Split tomatoes in half horizontally. Place a box grater into a large bowl. Rub the cut faces of the tomatoes over the large holes of the box grater, using the flattened palm of your hand to move the tomatoes back and forth. The flesh should be grated off, while the skin remains intact in your hand. Discard the skin and season the tomato pulp with kosher salt to taste.

.Adjust rack to 4 inches below the broiler and preheat the broiler to high. Place bread, cut side up, on a cutting board and drizzle with olive oil. Season with kosher salt. Place bread, cut side up, on a rack set in a tray or directly on the broiler rack and broil until crisp and starting to char around the edges, 2 to 3 minutes.

.Remove the bread from the oven and rub with the split garlic cloves. Spoon tomato mixture over bread. Drizzle with more extra-virgin olive oil and season with large flaky sea salt.

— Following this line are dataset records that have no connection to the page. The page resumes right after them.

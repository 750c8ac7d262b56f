pub mod ask;
pub mod config;
pub mod daily;
pub mod workflow;

use serde::Serialize;
use serde_json::Value;
use verse_core::config::{AppConfig, LoadOptions};
use verse_core::FailureKind;

pub const EXIT_CONFIG: u8 = 2;
pub const EXIT_RUNTIME_INIT: u8 = 3;
pub const EXIT_PIPELINE: u8 = 4;
pub const EXIT_DELIVERY: u8 = 5;
pub const EXIT_IO: u8 = 6;

#[derive(Debug, Clone)]
pub struct CommandResult {
    pub exit_code: u8,
    pub output: String,
}

#[derive(Debug, Serialize)]
struct CommandOutcome {
    command: String,
    status: String,
    error_class: Option<String>,
    message: String,
    #[serde(skip_serializing_if = "Option::is_none")]
    data: Option<Value>,
}

impl CommandResult {
    pub fn success_with_data(
        command: &str,
        message: impl Into<String>,
        data: Option<Value>,
    ) -> Self {
        let payload = CommandOutcome {
            command: command.to_string(),
            status: "ok".to_string(),
            error_class: None,
            message: message.into(),
            data,
        };
        Self { exit_code: 0, output: serialize_payload(payload) }
    }

    pub fn failure(
        command: &str,
        error_class: &str,
        message: impl Into<String>,
        exit_code: u8,
    ) -> Self {
        let payload = CommandOutcome {
            command: command.to_string(),
            status: "error".to_string(),
            error_class: Some(error_class.to_string()),
            message: message.into(),
            data: None,
        };
        Self { exit_code, output: serialize_payload(payload) }
    }
}

pub(crate) fn load_config(command: &str) -> Result<AppConfig, CommandResult> {
    AppConfig::load(LoadOptions::default()).map_err(|error| {
        CommandResult::failure(
            command,
            "config_validation",
            format!("configuration issue: {error}"),
            EXIT_CONFIG,
        )
    })
}

pub(crate) fn async_runtime(command: &str) -> Result<tokio::runtime::Runtime, CommandResult> {
    tokio::runtime::Builder::new_current_thread().enable_all().build().map_err(|error| {
        CommandResult::failure(
            command,
            "runtime_init",
            format!("failed to initialize async runtime: {error}"),
            EXIT_RUNTIME_INIT,
        )
    })
}

pub(crate) fn failure_class(kind: FailureKind) -> &'static str {
    match kind {
        FailureKind::InvalidInput => "invalid_input",
        FailureKind::UpstreamUnavailable => "upstream_unavailable",
        FailureKind::FallbackExhausted => "fallback_exhausted",
    }
}

fn serialize_payload(payload: CommandOutcome) -> String {
    serde_json::to_string(&payload).unwrap_or_else(|error| {
        format!(
            "{{\"command\":\"unknown\",\"status\":\"error\",\"error_class\":\"serialization\",\
             \"message\":\"{}\"}}",
            error.to_string().replace('\\', "\\\\").replace('"', "\\\"")
        )
    })
}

Serve immediately.

Spanish-Style Garlic Shrimp (Gambas al Ajillo)

Ingredients

12 cloves garlic
1 pound large shrimp, peeled, shells reserved
1/2 cup extra-virgin olive oil
Kosher salt
1/4 teaspoon baking soda
Pinch red pepper flakes or a 1-inch piece dried guajillo chili
1 1/2 teaspoons sherry vinegar
2 tablespoons chopped fresh parsley leaves

Directions

Finely mince 4 garlic cloves and place in a large bowl. Smash 4 cloves under the flat side of a knife and place in a large skillet. Thinly slice remaining four garlic cloves and set aside.

Add shrimp to the bowl with the minced garlic. Add 3 tablespoons olive oil, 3/4 teaspoon kosher salt, and baking soda. Toss to combine thoroughly and set aside at room temperature.

Add shrimp shells to the skillet with smashed garlic and add remaining olive oil and pepper flakes. Set over medium-low to low heat and cook, stirring and tossing occasionally, until shells are deep ruby red and the garlic is pale golden brown about 10 minutes. Oil should be gently bubbling the whole time. When ready, strain through a fine mesh strainer into a small bowl, tossing and pressing the shrimp shells to extract as much oil as possible. Discard shells and garlic.

Return flavored oil to the skillet and heat over medium-high heat until shimmering. Add sliced garlic and cook, stirring constantly, until pale golden brown, about 1 minute. Add reserved shrimp and cook, tossing and stirring constantly until shrimp are barely cooked through about 2 minutes. Add sherry vinegar and parsley and toss to combine. Season to taste with salt. Serve immediately.